§ YOUR GOAL: Each line with the string "tracing" is to be copied from the records below.

[Dataset entries]
<<<<

use std::sync::Arc;

use axum::{extract::State, http::StatusCode};

use tracing::info;

use crate::api::{APIResponse, ApiId, Reply, messages, server_error};
use crate::bookmark::{BookmarkRepository, LibsqlBookmarks};
use crate::config::Auth;
use crate::db::Database;

#[derive(Clone)]
pub struct AppState {
    pub db: Arc<Database>,
    pub bookmarks: Arc<dyn BookmarkRepository>,
    pub auth: Arc<Auth>,
}

impl AppState {
    pub fn new(db: Arc<Database>, auth: Auth) -> Self {
        let bookmarks = Arc::new(LibsqlBookmarks::new(db.clone()));
        AppState {
            db,
            bookmarks,
            auth: Arc::new(auth),
        }
    }
}

pub async fn healthcheck(State(state): State<AppState>) -> Reply {
    info!("got healthcheck request");

    if let Err(e) = state.db.ping().await {
        tracing::error!(error = %e, "healthcheck failed to reach database");
        return server_error(ApiId::Health);
    }

    APIResponse::success(ApiId::Health, serde_json::json!({}), StatusCode::OK, messages::OK)
}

>>>>

§ ANSWER TO THE EXERCISE:
use tracing::info;
        tracing::error!(error = %e, "healthcheck failed to reach database");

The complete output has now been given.